Developed DQN and DDQN algorithms for OpenAI Gym Skiing environment. Showcased commitment to refining network architecture and preprocessing, addressing challenges in hyperparameter tuning. This project marked my initial venture into reinforcement learning implementations.
The goal of the project was to implement and compare two algorithms for the Atari game Skiing: DQN and DDQN.
You can run it by following the instructions described below, and see the documentation here.
conda create -n rl-skiing python=3.11.5
conda activate rl-skiing
pip3 install numpy plotly==5.18.0 opencv-python gymnasium
pip3 install "gymnasium[accept-rom-license, atari]"
- For windows (GPU):
pip3 install torch --index-url https://download.pytorch.org/whl/cu121
- For windows (CPU) / macos (CPU) / linux (GPU):
pip3 install torch
- For linux (CPU):
pip install torch torchvision --index-url https://download.pytorch.org/whl/cpu
- Windows - Powershell:
$env:PYTHONPATH='.'
- Windows - CMD:
set PYTHONPATH=.
- Linux / MacOS:
export PYTHONPATH=.
- Run DQN or DDQN:
python src/main.py [--dqn | --ddqn]
- Test DQN or DDQN:
python src/test.py [--dqn | --ddqn]
For the environment we used the OpenAI Gym Skiing game. The environment is shown in depth at this link, but we will explain it here too.

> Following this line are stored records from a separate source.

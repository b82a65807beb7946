pub mod convolution;
pub mod depth_dose;
pub mod grid_tracer;
pub mod pencil_beam;
pub mod profile;
pub mod transport;

pub use convolution::{ConvolutionSuperposition, ScatterKernel};
pub use depth_dose::{DepthDoseCurve, PhotonDepthDose};
pub use grid_tracer::GridTracer;
pub use pencil_beam::PencilBeam;
pub use profile::{PenumbraModel, lateral_profile};
pub use transport::{ConvergenceState, IterativeTransport, TransportReport};

use crate::common::config::CalculationOptions;
use crate::domain::{
    BeamSpec, DoseError, DoseGrid, DoseResult, ExecutionMode, Grid3, NumericalWarning,
    RadiationType, VolumeGrid,
};
use crate::geometry::{BeamFrame, RayTracer, VoxelFrame};
use crate::material::{MaterialGrid, MaterialModel};
use crate::monte_carlo::MonteCarlo;
use rayon::prelude::*;
use serde::{Deserialize, Serialize};
use std::fmt::{Display, Formatter};
use std::str::FromStr;

#[derive(Debug, Clone, Copy, PartialEq, Eq, Hash, Serialize, Deserialize)]
#[serde(rename_all = "snake_case")]
pub enum AlgorithmKind {
    PencilBeam,
    Convolution,
    Transport,
    GridTracer,
    MonteCarlo,
}

impl AlgorithmKind {
    pub const ALL: [Self; 5] = [
        Self::PencilBeam,
        Self::Convolution,
        Self::Transport,
        Self::GridTracer,
        Self::MonteCarlo,
    ];

    pub const fn as_str(self) -> &'static str {
        match self {
            Self::PencilBeam => "pencil_beam",
            Self::Convolution => "convolution",
            Self::Transport => "transport",
            Self::GridTracer => "grid_tracer",
            Self::MonteCarlo => "monte_carlo",
        }
    }

    pub const fn aliases(self) -> &'static [&'static str] {
        match self {
            Self::PencilBeam => &["pencil_beam", "pencil", "ray_trace"],
            Self::Convolution => &["convolution", "convolution_superposition", "collapsed_cone"],
            Self::Transport => &["transport", "iterative_transport", "acuros_xb"],
            Self::GridTracer => &["grid_tracer", "grid_based"],
            Self::MonteCarlo => &["monte_carlo", "mc"],
        }
    }

    pub fn algorithm(self) -> &'static dyn DoseAlgorithm {
        match self {
            Self::PencilBeam => &PencilBeam,
            Self::Convolution => &ConvolutionSuperposition,
            Self::Transport => &IterativeTransport,
            Self::GridTracer => &GridTracer,
            Self::MonteCarlo => &MonteCarlo,
        }
    }
}

impl Display for AlgorithmKind {
    fn fmt(&self, f: &mut Formatter<'_>) -> std::fmt::Result {
        f.write_str((*self).as_str())
    }
}

impl FromStr for AlgorithmKind {
    type Err = DoseError;

    fn from_str(value: &str) -> Result<Self, Self::Err> {
        let normalized = value.trim().to_ascii_lowercase().replace(['-', ' '], "_");
        Self::ALL
            .into_iter()
            .find(|kind| kind.aliases().contains(&normalized.as_str()))
            .ok_or_else(|| {
                DoseError::validation(
                    "INPUT.UNKNOWN_ALGORITHM",
                    format!("unknown dose algorithm '{value}'"),
                )
            })
    }
}

/// Read-only inputs shared by every beam of one calculation.
#[derive(Debug, Clone, Copy)]
pub struct CalculationContext<'a> {
    pub volume: &'a VolumeGrid,
    pub frame: VoxelFrame,
    pub materials: &'a MaterialGrid,
    pub model: &'a MaterialModel,
    pub options: &'a CalculationOptions,
}

impl<'a> CalculationContext<'a> {
    pub fn new(
        volume: &'a VolumeGrid,
        materials: &'a MaterialGrid,
        model: &'a MaterialModel,
        options: &'a CalculationOptions,
    ) -> DoseResult<Self> {
        materials.ensure_matches(volume)?;
        Ok(Self {
            volume,
            frame: VoxelFrame::of(volume),
            materials,
            model,
            options,
        })
    }

    pub fn shape(&self) -> [usize; 3] {
        self.frame.shape
    }

    /// Beam frame about the beam's isocenter, else the grid centre. A beam
    /// with an SSD and no explicit isocenter is moved along its axis until
    /// the source sits SSD millimetres from the body surface.
    pub fn beam_frame(&self, beam: &BeamSpec) -> BeamFrame {
        let frame = BeamFrame::new(beam, self.frame.geometric_center());
        let (Some(ssd), None) = (beam.ssd_mm(), beam.isocenter()) else {
            return frame;
        };
        match self.tracer().surface_distance(frame.source, frame.direction) {
            Some(surface) => frame.shifted_along_axis(surface - ssd),
            None => frame,
        }
    }

    pub fn tracer(&self) -> RayTracer<'_> {
        RayTracer::new(
            &self.frame,
            self.materials.density(),
            self.options.resolution_mm,
        )
    }
}

/// Where voxel and beam work runs: inline, or on a rayon pool.
#[derive(Debug, Clone, Copy)]
pub enum Executor<'a> {
    Serial,
    Pool(&'a rayon::ThreadPool),
}

impl Executor<'_> {
    pub const fn mode(&self) -> ExecutionMode {
        match self {
            Self::Serial => ExecutionMode::Serial,
            Self::Pool(_) => ExecutionMode::Parallel,
        }
    }

    /// Evaluates `value` for every flat index; output order is index order.
    pub fn fill<F>(&self, len: usize, value: F) -> Vec<f64>
    where
        F: Fn(usize) -> f64 + Sync + Send,
    {
        match self {
            Self::Serial => (0..len).map(value).collect(),
            Self::Pool(pool) => pool.install(|| (0..len).into_par_iter().map(value).collect()),
        }
    }

    /// Maps `items` preserving order.
    pub fn map<T, R, F>(&self, items: &[T], map: F) -> Vec<R>
    where
        T: Sync,
        R: Send,
        F: Fn(usize, &T) -> R + Sync + Send,
    {
        match self {
            Self::Serial => items
                .iter()
                .enumerate()
                .map(|(index, item)| map(index, item))
                .collect(),
            Self::Pool(pool) => pool.install(|| {
                items
                    .par_iter()
                    .enumerate()
                    .map(|(index, item)| map(index, item))
                    .collect()
            }),
        }
    }
}

/// One beam's unweighted contribution.
#[derive(Debug, Clone, PartialEq)]
pub struct BeamDose {
    pub dose: DoseGrid,
    /// Variance of the dose estimate, for stochastic algorithms.
    pub variance: Option<Grid3<f64>>,
    pub warnings: Vec<NumericalWarning>,
    pub transport: Option<TransportReport>,
}

impl BeamDose {
    pub fn deterministic(dose: DoseGrid) -> Self {
        Self {
            dose,
            variance: None,
            warnings: Vec::new(),
            transport: None,
        }
    }
}

#[derive(Debug, Clone, PartialEq)]
pub struct AlgorithmOutput {
    pub dose: DoseGrid,
    pub variance: Option<Grid3<f64>>,
    pub uncertainty: Option<f64>,
    pub warnings: Vec<NumericalWarning>,
    pub transport: Vec<(String, TransportReport)>,
}

pub trait DoseAlgorithm: Send + Sync {
    fn kind(&self) -> AlgorithmKind;

    fn supports(&self, radiation: RadiationType) -> bool {
        radiation == RadiationType::Photon
    }

    fn beam_dose(
        &self,
        context: &CalculationContext<'_>,
        beam: &BeamSpec,
        beam_index: usize,
        executor: &Executor<'_>,
    ) -> DoseResult<BeamDose>;

    /// Post-processing once every beam has been accumulated.
    fn finalize(&self, _output: &mut AlgorithmOutput, _options: &CalculationOptions) {}
}

pub fn check_beam_support(kind: AlgorithmKind, beams: &[BeamSpec]) -> DoseResult<()> {
    let algorithm = kind.algorithm();
    match beams
        .iter()
        .find(|beam| !algorithm.supports(beam.radiation()))
    {
        Some(beam) => Err(DoseError::validation(
            "INPUT.UNSUPPORTED_RADIATION",
            format!(
                "algorithm '{kind}' does not support {} beam '{}'",
                beam.radiation(),
                beam.id()
            ),
        )),
        None => Ok(()),
    }
}

/// Computes every beam and sums them in beam order, each scaled by its weight.
pub fn compute_dose(
    kind: AlgorithmKind,
    context: &CalculationContext<'_>,
    beams: &[BeamSpec],
    executor: &Executor<'_>,
) -> DoseResult<AlgorithmOutput> {
    let algorithm = kind.algorithm();
    tracing::debug!(
        algorithm = %kind,
        beams = beams.len(),
        mode = %executor.mode(),
        "computing beam contributions"
    );
    let contributions = executor.map(beams, |index, beam| {
        algorithm.beam_dose(context, beam, index, executor)
    });

    let mut output = AlgorithmOutput {
        dose: Grid3::zeros(context.shape()),
        variance: None,
        uncertainty: None,
        warnings: Vec::new(),
        transport: Vec::new(),
    };
    for (beam, contribution) in beams.iter().zip(contributions) {
        let contribution = contribution?;
        output.dose.accumulate(&contribution.dose, beam.weight())?;
        if let Some(variance) = &contribution.variance {
            output
                .variance
                .get_or_insert_with(|| Grid3::zeros(context.shape()))
                .accumulate(variance, beam.weight() * beam.weight())?;
        }
        output.warnings.extend(contribution.warnings);
        if let Some(report) = contribution.transport {
            output.transport.push((beam.id().to_string(), report));
        }
    }
    algorithm.finalize(&mut output, context.options);
    Ok(output)
}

We use the ALE/Skiing-v5 version. The observations consist of frames, which are returned in the following shape: Box(0, 255, (210, 160, 3), uint8), where 3 represents the channels for “RGB”, 210 and 160 being the height and the width, respectively.
The skier has 3 possible actions, 0 (NOOP / DOWN), 1 (RIGHT) and 2 (LEFT).

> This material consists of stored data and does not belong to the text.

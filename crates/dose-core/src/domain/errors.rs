use std::error::Error;
use std::fmt::{Display, Formatter};

pub type DoseResult<T> = Result<T, DoseError>;

#[derive(Debug, Clone, Copy, PartialEq, Eq, Hash)]
pub enum DoseErrorCategory {
    Success,
    Validation,
    IoSystem,
    Calculation,
    Internal,
    BackendUnavailable,
}

impl DoseErrorCategory {
    pub const fn exit_status(self) -> ExitStatus {
        match self {
            Self::Success => ExitStatus {
                exit_code: 0,
                name: "Success",
            },
            Self::Validation => ExitStatus {
                exit_code: 2,
                name: "ValidationError",
            },
            Self::IoSystem => ExitStatus {
                exit_code: 3,
                name: "IoSystemError",
            },
            Self::Calculation => ExitStatus {
                exit_code: 4,
                name: "CalculationError",
            },
            Self::Internal => ExitStatus {
                exit_code: 5,
                name: "InternalError",
            },
            Self::BackendUnavailable => ExitStatus {
                exit_code: 6,
                name: "BackendUnavailableError",
            },
        }
    }

    pub const fn exit_code(self) -> i32 {
        self.exit_status().exit_code
    }

    pub const fn name(self) -> &'static str {
        self.exit_status().name
    }

    pub const fn is_fatal(self) -> bool {
        !matches!(self, Self::Success)
    }
}

#[derive(Debug, Clone, Copy, PartialEq, Eq)]
pub struct ExitStatus {
    pub exit_code: i32,
    pub name: &'static str,
}

#[derive(Debug, Clone, PartialEq, Eq)]
pub struct DoseError {
    category: DoseErrorCategory,
    placeholder: &'static str,
    message: String,
}

impl DoseError {
    pub fn new(
        category: DoseErrorCategory,
        placeholder: &'static str,
        message: impl Into<String>,
    ) -> Self {
        Self {
            category,
            placeholder,
            message: message.into(),
        }
    }

    pub fn validation(placeholder: &'static str, message: impl Into<String>) -> Self {
        Self::new(DoseErrorCategory::Validation, placeholder, message)
    }

    pub fn backend_unavailable(placeholder: &'static str, message: impl Into<String>) -> Self {
        Self::new(DoseErrorCategory::BackendUnavailable, placeholder, message)
    }

    pub fn calculation(placeholder: &'static str, message: impl Into<String>) -> Self {
        Self::new(DoseErrorCategory::Calculation, placeholder, message)
    }

    pub fn io_system(placeholder: &'static str, message: impl Into<String>) -> Self {
        Self::new(DoseErrorCategory::IoSystem, placeholder, message)
    }

    pub fn internal(placeholder: &'static str, message: impl Into<String>) -> Self {
        Self::new(DoseErrorCategory::Internal, placeholder, message)
    }

    pub const fn category(&self) -> DoseErrorCategory {
        self.category
    }

    pub const fn placeholder(&self) -> &'static str {
        self.placeholder
    }

    pub fn message(&self) -> &str {
        &self.message
    }

    pub const fn exit_code(&self) -> i32 {
        self.category.exit_code()
    }

    pub const fn is_validation(&self) -> bool {
        matches!(self.category, DoseErrorCategory::Validation)
    }

    pub fn diagnostic_line(&self) -> String {
        let severity = if self.category.is_fatal() {
            "ERROR"
        } else {
            "INFO"
        };
        format!("{}: [{}] {}", severity, self.placeholder, self.message)
    }

    pub fn fatal_exit_line(&self) -> Option<String> {
        self.category
            .is_fatal()
            .then(|| format!("FATAL EXIT CODE: {}", self.exit_code()))
    }
}

impl Display for DoseError {
    fn fmt(&self, f: &mut Formatter<'_>) -> std::fmt::Result {
        write!(
            f,
            "{} [{}] {}",
            self.category.name(),
            self.placeholder,
            self.message
        )
    }
}

impl Error for DoseError {}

The rewards are alternating between -6 and -7 during the run, and in the final state, when we pass the red flags, we get a big negative reward depending on the number of flags that we went through and the time it took to finish the run. (Ex. -8500)
- If the skier hits any obstacle, tree or flag, the run does end, nor does it get any negative rewards at that moment, but the time lost will impact the total reward at the end of the run.

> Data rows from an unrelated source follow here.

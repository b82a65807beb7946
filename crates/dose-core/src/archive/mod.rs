//! `.dgz` dose archives.
//!
//! Layout inside one gzip stream: magic `DOSEGRD1`, little-endian `u32`
//! metadata length, JSON metadata, three little-endian `u64` axis lengths,
//! then the x-major `f64` dose values.

use crate::algorithms::AlgorithmKind;
use crate::common::config::CalculationOptions;
use crate::domain::{DoseError, DoseGrid, Grid3};
use byteorder::{LittleEndian, ReadBytesExt, WriteBytesExt};
use flate2::Compression;
use flate2::read::GzDecoder;
use flate2::write::GzEncoder;
use serde::{Deserialize, Serialize};
use std::fs::File;
use std::io::{BufReader, BufWriter, Read, Write};
use std::path::{Path, PathBuf};

pub const ARCHIVE_MAGIC: &[u8; 8] = b"DOSEGRD1";
pub const ARCHIVE_FORMAT_VERSION: u32 = 1;
const MAX_METADATA_BYTES: u32 = 16 * 1024 * 1024;
/// Largest dose grid a header may declare (2 GiB of `f64`).
pub const MAX_ARCHIVE_VOXELS: usize = 1 << 28;
const READ_CHUNK_VALUES: usize = 64 * 1024;

#[derive(Debug, Clone, PartialEq, Serialize, Deserialize)]
pub struct ArchiveMetadata {
    pub format_version: u32,
    pub algorithm: AlgorithmKind,
    pub resolution_mm: Option<f64>,
    pub spacing: [f64; 3],
    pub heterogeneity_correction: bool,
    pub options: CalculationOptions,
    pub shape: [usize; 3],
    pub uncertainty: Option<f64>,
}

#[derive(Debug, Clone, PartialEq)]
pub struct DoseArchive {
    pub metadata: ArchiveMetadata,
    pub dose: DoseGrid,
}

#[derive(Debug, thiserror::Error)]
pub enum ArchiveError {
    #[error("dose archive '{}' I/O failed: {source}", path.display())]
    Io {
        path: PathBuf,
        source: std::io::Error,
    },
    #[error("'{}' is not a dose archive (bad magic)", path.display())]
    Magic { path: PathBuf },
    #[error("dose archive '{}' has invalid metadata: {source}", path.display())]
    Metadata {
        path: PathBuf,
        source: serde_json::Error,
    },
    #[error("dose archive '{}' is inconsistent: {reason}", path.display())]
    Inconsistent { path: PathBuf, reason: String },
}

impl From<ArchiveError> for DoseError {
    fn from(error: ArchiveError) -> Self {
        match &error {
            ArchiveError::Io { .. } => DoseError::io_system("IO.ARCHIVE", error.to_string()),
            _ => DoseError::validation("INPUT.ARCHIVE_FORMAT", error.to_string()),
        }
    }
}

pub fn write_archive(path: impl AsRef<Path>, archive: &DoseArchive) -> Result<(), ArchiveError> {
    let path = path.as_ref();
    let io = |source| ArchiveError::Io {
        path: path.to_path_buf(),
        source,
    };
    if archive.metadata.shape != archive.dose.shape() {
        return Err(ArchiveError::Inconsistent {
            path: path.to_path_buf(),
            reason: format!(
                "metadata shape {:?} differs from dose shape {:?}",
                archive.metadata.shape,
                archive.dose.shape()
            ),
        });
    }
    let metadata = serde_json::to_vec(&archive.metadata).map_err(|source| ArchiveError::Metadata {
        path: path.to_path_buf(),
        source,
    })?;
    let metadata_len = u32::try_from(metadata.len()).map_err(|_| ArchiveError::Inconsistent {
        path: path.to_path_buf(),
        reason: "metadata exceeds 4 GiB".to_string(),
    })?;

    let file = File::create(path).map_err(io)?;
    let mut encoder = GzEncoder::new(BufWriter::new(file), Compression::default());
    encoder.write_all(ARCHIVE_MAGIC).map_err(io)?;
    encoder.write_u32::<LittleEndian>(metadata_len).map_err(io)?;
    encoder.write_all(&metadata).map_err(io)?;
    for axis in archive.dose.shape() {
        encoder.write_u64::<LittleEndian>(axis as u64).map_err(io)?;
    }
    for value in archive.dose.as_slice() {
        encoder.write_f64::<LittleEndian>(*value).map_err(io)?;
    }
    encoder.finish().map_err(io)?.flush().map_err(io)
}

pub fn read_archive(path: impl AsRef<Path>) -> Result<DoseArchive, ArchiveError> {
    let path = path.as_ref();
    let io = |source| ArchiveError::Io {
        path: path.to_path_buf(),
        source,
    };
    let inconsistent = |reason: String| ArchiveError::Inconsistent {
        path: path.to_path_buf(),
        reason,
    };
    let file = File::open(path).map_err(io)?;
    let mut decoder = GzDecoder::new(BufReader::new(file));

    let mut magic = [0u8; 8];
    decoder.read_exact(&mut magic).map_err(|source| {
        if source.kind() == std::io::ErrorKind::InvalidInput
            || source.kind() == std::io::ErrorKind::UnexpectedEof
        {
            ArchiveError::Magic {
                path: path.to_path_buf(),
            }
        } else {
            io(source)
        }
    })?;
    if &magic != ARCHIVE_MAGIC {
        return Err(ArchiveError::Magic {
            path: path.to_path_buf(),
        });
    }

    let metadata_len = decoder.read_u32::<LittleEndian>().map_err(io)?;
    if metadata_len > MAX_METADATA_BYTES {
        return Err(inconsistent(format!(
            "metadata length {metadata_len} exceeds the {MAX_METADATA_BYTES} byte limit"
        )));
    }
    let mut metadata = vec![0u8; metadata_len as usize];
    decoder.read_exact(&mut metadata).map_err(io)?;
    let metadata: ArchiveMetadata =
        serde_json::from_slice(&metadata).map_err(|source| ArchiveError::Metadata {
            path: path.to_path_buf(),
            source,
        })?;

    let mut shape = [0usize; 3];
    for axis in &mut shape {
        let value = decoder.read_u64::<LittleEndian>().map_err(io)?;
        *axis = usize::try_from(value)
            .map_err(|_| inconsistent(format!("axis length {value} does not fit in memory")))?;
    }
    if shape != metadata.shape {
        return Err(inconsistent(format!(
            "stored shape {shape:?} differs from metadata shape {:?}",
            metadata.shape
        )));
    }
    let count = shape
        .iter()
        .try_fold(1usize, |product, axis| product.checked_mul(*axis))
        .ok_or_else(|| inconsistent(format!("shape {shape:?} overflows")))?;
    if count > MAX_ARCHIVE_VOXELS {
        return Err(inconsistent(format!(
            "shape {shape:?} declares {count} voxels, above the {MAX_ARCHIVE_VOXELS} voxel limit"
        )));
    }

    // Memory grows with the decoded payload, not with the declared count.
    let mut values = Vec::with_capacity(count.min(READ_CHUNK_VALUES));
    let mut chunk = vec![0.0; count.min(READ_CHUNK_VALUES)];
    while values.len() < count {
        let take = (count - values.len()).min(READ_CHUNK_VALUES);
        decoder
            .read_f64_into::<LittleEndian>(&mut chunk[..take])
            .map_err(|source| {
                if source.kind() == std::io::ErrorKind::UnexpectedEof {
                    inconsistent(format!("expected {count} dose values, stream ended early"))
                } else {
                    io(source)
                }
            })?;
        values.extend_from_slice(&chunk[..take]);
    }
    let mut trailing = [0u8; 1];
    if decoder.read(&mut trailing).map_err(io)? != 0 {
        return Err(inconsistent("unexpected bytes after dose values".to_string()));
    }
    let dose = Grid3::from_vec(shape, values)
        .map_err(|error| inconsistent(error.message().to_string()))?;
    Ok(DoseArchive { metadata, dose })
}
pub mod convolution;

pub use convolution::{
    direct_convolve_at, direct_convolve_same, fft_convolve_same, strided_convolve_same,
};

use crate::domain::Grid3;

fn kahan_add(sum: &mut f64, correction: &mut f64, value: f64) {
    let corrected = value - *correction;
    let next = *sum + corrected;
    *correction = (next - *sum) - corrected;
    *sum = next;
}

pub fn stable_sum(values: impl IntoIterator<Item = f64>) -> f64 {
    let mut sum = 0.0;
    let mut correction = 0.0;

    for value in values {
        kahan_add(&mut sum, &mut correction, value);
    }

    sum
}

/// Piecewise-linear lookup over strictly increasing knots, clamped at both ends.
#[derive(Debug, Clone, PartialEq)]
pub struct PiecewiseLinear {
    xs: Vec<f64>,
    ys: Vec<f64>,
}

impl PiecewiseLinear {
    pub fn new(xs: Vec<f64>, ys: Vec<f64>) -> Option<Self> {
        if xs.len() < 2 || xs.len() != ys.len() {
            return None;
        }
        if xs.iter().chain(&ys).any(|value| !value.is_finite()) {
            return None;
        }
        if !xs.windows(2).all(|window| window[0] < window[1]) {
            return None;
        }
        Some(Self { xs, ys })
    }

    /// Skips validation; for compile-time tables known to be well formed.
    pub(crate) fn from_trusted(xs: Vec<f64>, ys: Vec<f64>) -> Self {
        debug_assert!(xs.len() >= 2 && xs.len() == ys.len());
        Self { xs, ys }
    }

    pub fn from_pairs(pairs: &[(f64, f64)]) -> Option<Self> {
        Self::new(
            pairs.iter().map(|pair| pair.0).collect(),
            pairs.iter().map(|pair| pair.1).collect(),
        )
    }

    pub fn xs(&self) -> &[f64] {
        &self.xs
    }

    pub fn ys(&self) -> &[f64] {
        &self.ys
    }

    pub fn eval(&self, x: f64) -> f64 {
        let last = self.xs.len() - 1;
        if x <= self.xs[0] {
            return self.ys[0];
        }
        if x >= self.xs[last] {
            return self.ys[last];
        }
        let upper = self.xs.partition_point(|knot| *knot < x);
        let lower = upper - 1;
        let t = (x - self.xs[lower]) / (self.xs[upper] - self.xs[lower]);
        self.ys[lower] + t * (self.ys[upper] - self.ys[lower])
    }

    /// Inverse lookup; requires `ys` to be strictly increasing as well.
    pub fn inverse(&self) -> Option<Self> {
        Self::new(self.ys.clone(), self.xs.clone())
    }
}

pub fn linear_grid(start: f64, end: f64, count: usize) -> Option<Vec<f64>> {
    if count < 2 {
        return None;
    }

    let step = (end - start) / ((count - 1) as f64);
    let mut grid: Vec<f64> = (0..count).map(|index| start + step * index as f64).collect();
    if let Some(last) = grid.last_mut() {
        *last = end;
    }

    Some(grid)
}

/// Abramowitz & Stegun 7.1.26, absolute error below 1.5e-7.
pub fn erf(x: f64) -> f64 {
    const P: f64 = 0.327_591_1;
    const A: [f64; 5] = [
        0.254_829_592,
        -0.284_496_736,
        1.421_413_741,
        -1.453_152_027,
        1.061_405_429,
    ];
    let sign = if x < 0.0 { -1.0 } else { 1.0 };
    let x = x.abs();
    let t = 1.0 / (1.0 + P * x);
    let poly = A.iter().rev().fold(0.0, |acc, coefficient| acc * t + coefficient) * t;
    sign * (1.0 - poly * (-x * x).exp())
}

/// Fraction of a unit-height box `[lo, hi]` seen at `x` after Gaussian blur `sigma`.
pub fn blurred_box(x: f64, lo: f64, hi: f64, sigma: f64) -> f64 {
    if sigma <= 0.0 {
        return if x >= lo && x <= hi { 1.0 } else { 0.0 };
    }
    let scale = std::f64::consts::SQRT_2 * sigma;
    (0.5 * (erf((hi - x) / scale) - erf((lo - x) / scale))).clamp(0.0, 1.0)
}

/// Trilinear sample at continuous voxel coordinates. `None` once the point
/// leaves the voxel extent `[-0.5, n - 0.5]` on any axis.
pub fn sample_trilinear(grid: &Grid3<f64>, position: [f64; 3]) -> Option<f64> {
    let shape = grid.shape();
    let mut lower = [0usize; 3];
    let mut fraction = [0.0; 3];
    for axis in 0..3 {
        let extent = shape[axis] as f64;
        let coordinate = position[axis];
        if coordinate < -0.5 || coordinate > extent - 0.5 {
            return None;
        }
        let clamped = coordinate.clamp(0.0, extent - 1.0);
        let base = (clamped.floor() as usize).min(shape[axis].saturating_sub(2));
        lower[axis] = base;
        fraction[axis] = if shape[axis] == 1 {
            0.0
        } else {
            clamped - base as f64
        };
    }

    let mut value = 0.0;
    for corner in 0..8 {
        let mut weight = 1.0;
        let mut index = [0usize; 3];
        for axis in 0..3 {
            let upper = (corner >> axis) & 1 == 1;
            if upper {
                if shape[axis] == 1 {
                    weight = 0.0;
                    break;
                }
                weight *= fraction[axis];
                index[axis] = lower[axis] + 1;
            } else {
                weight *= 1.0 - fraction[axis];
                index[axis] = lower[axis];
            }
        }
        if weight > 0.0 {
            value += weight * grid[index];
        }
    }
    Some(value)
}

/// Dose received by at least `coverage` percent of `values` (D_coverage).
pub fn coverage_dose(values: &[f64], coverage: f64) -> Option<f64> {
    if values.is_empty() || !(coverage > 0.0 && coverage <= 100.0) {
        return None;
    }
    let mut sorted = values.to_vec();
    sorted.sort_unstable_by(|lhs, rhs| rhs.total_cmp(lhs));
    let rank = ((coverage / 100.0) * sorted.len() as f64).ceil() as usize;
    Some(sorted[rank.clamp(1, sorted.len()) - 1])
}

#[cfg(test)]
mod tests {
    use super::{
        PiecewiseLinear, blurred_box, coverage_dose, erf, linear_grid, sample_trilinear,
        stable_sum,
    };
    use crate::domain::Grid3;

    #[test]
    fn stable_sum_reduces_order_loss_for_large_and_small_values() {
        assert_eq!(stable_sum([1.0e16, 1.0, -1.0e16]), 0.0);
    }

    #[test]
    fn piecewise_linear_clamps_and_interpolates() {
        let table = PiecewiseLinear::new(vec![0.0, 1.0, 2.0], vec![10.0, 20.0, 40.0])
            .expect("valid table");
        assert_eq!(table.eval(-1.0), 10.0);
        assert_eq!(table.eval(3.0), 40.0);
        assert_eq!(table.eval(0.5), 15.0);
        assert_eq!(table.eval(1.5), 30.0);
        assert_eq!(table.eval(1.0), 20.0);
    }

    #[test]
    fn piecewise_linear_rejects_unsorted_or_short_tables() {
        assert!(PiecewiseLinear::new(vec![0.0], vec![1.0]).is_none());
        assert!(PiecewiseLinear::new(vec![0.0, 0.0], vec![1.0, 2.0]).is_none());
        assert!(PiecewiseLinear::new(vec![0.0, 1.0], vec![1.0]).is_none());
    }

    #[test]
    fn inverse_table_round_trips_monotone_data() {
        let table = PiecewiseLinear::new(vec![-1000.0, 0.0, 1000.0], vec![0.0, 1.0, 1.5])
            .expect("valid table");
        let inverse = table.inverse().expect("monotone table inverts");
        assert!((inverse.eval(table.eval(-250.0)) + 250.0).abs() < 1.0e-9);
    }

    #[test]
    fn linear_grid_is_inclusive_and_rejects_invalid_counts() {
        assert_eq!(linear_grid(0.0, 1.0, 1), None);
        assert_eq!(
            linear_grid(0.0, 2.0, 5).expect("grid"),
            vec![0.0, 0.5, 1.0, 1.5, 2.0]
        );
    }

    #[test]
    fn erf_matches_reference_values() {
        assert!(erf(0.0).abs() < 1.0e-7);
        assert!((erf(1.0) - 0.842_700_79).abs() < 2.0e-7);
        assert!((erf(-0.5) + 0.520_499_88).abs() < 2.0e-7);
        assert!((erf(3.0) - 0.999_977_91).abs() < 2.0e-7);
    }

    #[test]
    fn blurred_box_is_half_at_the_edge() {
        assert!((blurred_box(5.0, -5.0, 5.0, 2.0) - 0.5).abs() < 1.0e-3);
        assert!(blurred_box(0.0, -50.0, 50.0, 2.0) > 0.999_999);
        assert_eq!(blurred_box(6.0, -5.0, 5.0, 0.0), 0.0);
    }

    #[test]
    fn trilinear_sampling_interpolates_and_rejects_outside_points() {
        let grid = Grid3::from_fn([2, 2, 2], |[i, j, k]| (i + 2 * j + 4 * k) as f64);
        let value = sample_trilinear(&grid, [0.5, 0.5, 0.5]).expect("inside");
        assert!((value - 3.5).abs() < 1.0e-12);
        assert_eq!(sample_trilinear(&grid, [1.0, 0.0, 1.0]), Some(5.0));
        assert_eq!(sample_trilinear(&grid, [1.4, 0.0, 0.0]), Some(1.0));
        assert_eq!(sample_trilinear(&grid, [1.6, 0.0, 0.0]), None);
    }

    #[test]
    fn coverage_dose_picks_the_minimum_of_the_covered_fraction() {
        let values: Vec<f64> = (1..=100).map(f64::from).collect();
        assert_eq!(coverage_dose(&values, 95.0), Some(6.0));
        assert_eq!(coverage_dose(&values, 100.0), Some(1.0));
        assert_eq!(coverage_dose(&values, 0.5), Some(100.0));
        assert_eq!(coverage_dose(&[], 50.0), None);
    }
}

- We use the environment variant with a frameskip of 4. This will help us a lot for the training speed. The rewards are scaled correctly by the game for the frameskip, therefore the baselines we will present apply on our environment even though some of them may be tested on an environment with no frame skipping.
- While researching for improvements in our implementation, we’ve found out, after reading the Agent57 Paper, that our environment is one of the hardest to train on in the Atari suite. By its nature, with the big negative reward at the end of the game, it is a challenging game for the agent to learn.
All the baselines found come from this link. Some of the better agents presented in these baselines use additional data, human player data, and are run for very long periods of time on really powerful computers. Taking all of these in consideration our aim is to beat the baseline for random actions.
- Given the context of the skiing game used by us, the complexity and high-dimensional state spaces, it would have been suitable to use deep reinforcement learning techniques. Therefore, we thought about implementing two Q-Learning algorithms: DQN and DDQN. One advantage of these implementations is that they are suitable for games where the state of the environment can change rapidly. In Q-Learning, the policy is updated differently, making it an off-policy algorithm, as the Q-learning model continues to learn from experiences, it gradually refines its policy, making better decisions over time based on accumulated knowledge.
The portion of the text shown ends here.